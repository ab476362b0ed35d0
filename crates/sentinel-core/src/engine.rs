//! The Sentinel decision engine.
//!
//! The engine enforces the assessment pipeline:
//!
//!   Validate → Liveness → Stress → Risk → Action → Audit
//!
//! Input is rejected before any scoring if it is malformed. A decision is
//! only returned after its audit record has been written; if the write
//! fails the caller gets `AuditWriteFailed`, never a verdict. A fault can
//! therefore never be read as "safe to proceed".

use std::sync::Arc;

use serde_json::json;
use tracing::{debug, info, warn};

use sentinel_contracts::{
    assessment::{validate_amount, Assessment, AssessmentId, AuditKind, AuditRecord, TransactionRequest},
    error::{SentinelError, SentinelResult},
    liveness::{ChallengePhrase, LivenessCheck},
    risk::{RecommendedAction, RiskReport, ScamCheckResult},
    signal::{StressLevel, StressSignal},
};
use sentinel_policy::ScoringPolicy;
use sentinel_scoring::{liveness, risk, scam, stress};

use crate::traits::{AuditWriter, Clock};

/// Runs the scorers over one request and records the outcome.
///
/// The engine holds no per-request state and may be shared across threads
/// behind an `Arc`.
pub struct DecisionEngine {
    policy: ScoringPolicy,
    audit: Arc<dyn AuditWriter>,
    clock: Arc<dyn Clock>,
}

impl DecisionEngine {
    pub fn new(policy: ScoringPolicy, audit: Arc<dyn AuditWriter>, clock: Arc<dyn Clock>) -> Self {
        Self { policy, audit, clock }
    }

    pub fn policy(&self) -> &ScoringPolicy {
        &self.policy
    }

    /// Draw a challenge phrase for a new liveness attempt.
    pub fn issue_challenge(&self) -> SentinelResult<ChallengePhrase> {
        self.policy.lexicon.challenges.issue()
    }

    /// Liveness path: score the transcript against the challenge and report
    /// the stress level of the same transcript.
    pub fn verify_liveness(
        &self,
        transcript: &str,
        challenge: &ChallengePhrase,
    ) -> SentinelResult<LivenessCheck> {
        require_text("transcript", transcript)?;
        require_text("challenge_phrase", challenge.as_str())?;

        let liveness = liveness::verify(transcript, challenge, &self.policy);
        let stress_level = stress::estimate(transcript, &self.policy.stress).level;
        Ok(LivenessCheck {
            liveness,
            stress_level,
        })
    }

    /// Emotion path.
    pub fn estimate_stress(&self, text: &str) -> SentinelResult<StressSignal> {
        require_text("text", text)?;
        Ok(stress::estimate(text, &self.policy.stress))
    }

    /// Standalone scam check, weighted with `scam_check_weight`.
    pub fn scam_check(&self, text: &str) -> SentinelResult<ScamCheckResult> {
        require_text("text", text)?;
        let result = scam::detect(
            text,
            &self.policy.lexicon.scam_phrases,
            self.policy.scam.scam_check_weight,
        );

        self.record(
            AuditKind::ScamChecked,
            "*".to_string(),
            json!({
                "detected": result.detected,
                "phrases": result.phrases,
                "risk_contribution": result.risk_contribution,
            }),
        )?;
        Ok(result)
    }

    /// Aggregate signals the caller already holds.
    pub fn evaluate_risk(
        &self,
        amount: f64,
        transcript: &str,
        liveness_passed: bool,
        stress_level: StressLevel,
    ) -> SentinelResult<RiskReport> {
        require_text("transcript", transcript)?;
        validate_amount(amount)?;

        let verdict = risk::evaluate(amount, transcript, liveness_passed, stress_level, &self.policy);
        let report = RiskReport::from_verdict(verdict);

        self.record(
            AuditKind::RiskEvaluated,
            "*".to_string(),
            json!({
                "amount": amount,
                "liveness_passed": liveness_passed,
                "stress_level": stress_level,
                "risk_score": report.verdict.risk_score,
                "risk_level": report.verdict.risk_level,
                "factors": report.verdict.factors,
                "action": report.action,
            }),
        )?;
        Ok(report)
    }

    /// Full assessment of one transfer request.
    ///
    /// # Errors
    ///
    /// `InvalidInput` for a blank transcript or challenge or a bad amount
    /// (nothing is scored or recorded); `AuditWriteFailed` if the decision
    /// could not be recorded.
    pub fn assess(&self, request: &TransactionRequest) -> SentinelResult<Assessment> {
        request.validate()?;

        let assessment_id = AssessmentId::new();
        debug!(
            assessment_id = %assessment_id.0,
            amount = request.amount,
            "assessment starting"
        );

        // ── Liveness and stress ──────────────────────────────────────────────
        let liveness = liveness::verify(&request.transcript, &request.challenge, &self.policy);
        let stress = stress::estimate(&request.transcript, &self.policy.stress);

        // ── Risk ─────────────────────────────────────────────────────────────
        let verdict = risk::evaluate(
            request.amount,
            &request.transcript,
            liveness.passed,
            stress.level,
            &self.policy,
        );
        let RiskReport {
            verdict,
            action,
            recommendations,
        } = RiskReport::from_verdict(verdict);

        // ── Audit ────────────────────────────────────────────────────────────
        self.record(
            AuditKind::TransactionAssessed,
            assessment_id.0.to_string(),
            json!({
                "amount": request.amount,
                "recipient": request.recipient,
                "transcript_chars": request.transcript.chars().count(),
                "liveness_passed": liveness.passed,
                "liveness_score": liveness.score,
                "stress_level": stress.level,
                "risk_score": verdict.risk_score,
                "risk_level": verdict.risk_level,
                "factors": verdict.factors,
                "action": action,
            }),
        )?;

        if action == RecommendedAction::Block {
            warn!(
                assessment_id = %assessment_id.0,
                risk_score = verdict.risk_score,
                factors = ?verdict.factors,
                "transaction blocked"
            );
        } else {
            info!(
                assessment_id = %assessment_id.0,
                risk_score = verdict.risk_score,
                risk_level = %verdict.risk_level,
                action = ?action,
                "transaction assessed"
            );
        }

        Ok(Assessment {
            assessment_id,
            liveness,
            stress,
            verdict,
            action,
            recommendations,
            assessed_at: self.clock.now(),
        })
    }

    fn record(&self, kind: AuditKind, subject: String, detail: serde_json::Value) -> SentinelResult<()> {
        let record = AuditRecord {
            kind,
            subject,
            detail,
            timestamp: self.clock.now(),
        };
        self.audit.write(&record)
    }
}

fn require_text(field: &str, value: &str) -> SentinelResult<()> {
    if value.trim().is_empty() {
        return Err(SentinelError::InvalidInput {
            reason: format!("{field} required"),
        });
    }
    Ok(())
}

// ── Tests ────────────────────────────────────────────────────────────────────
• • • • •
◆ **TASK TO COMPLETE**: Only the lines that hold the word "subject" are wanted; each should be pulled from the records.

◆ **ANSWER SPACE**:
    fn record(&self, kind: AuditKind, subject: String, detail: serde_json::Value) -> SentinelResult<()> {
            subject,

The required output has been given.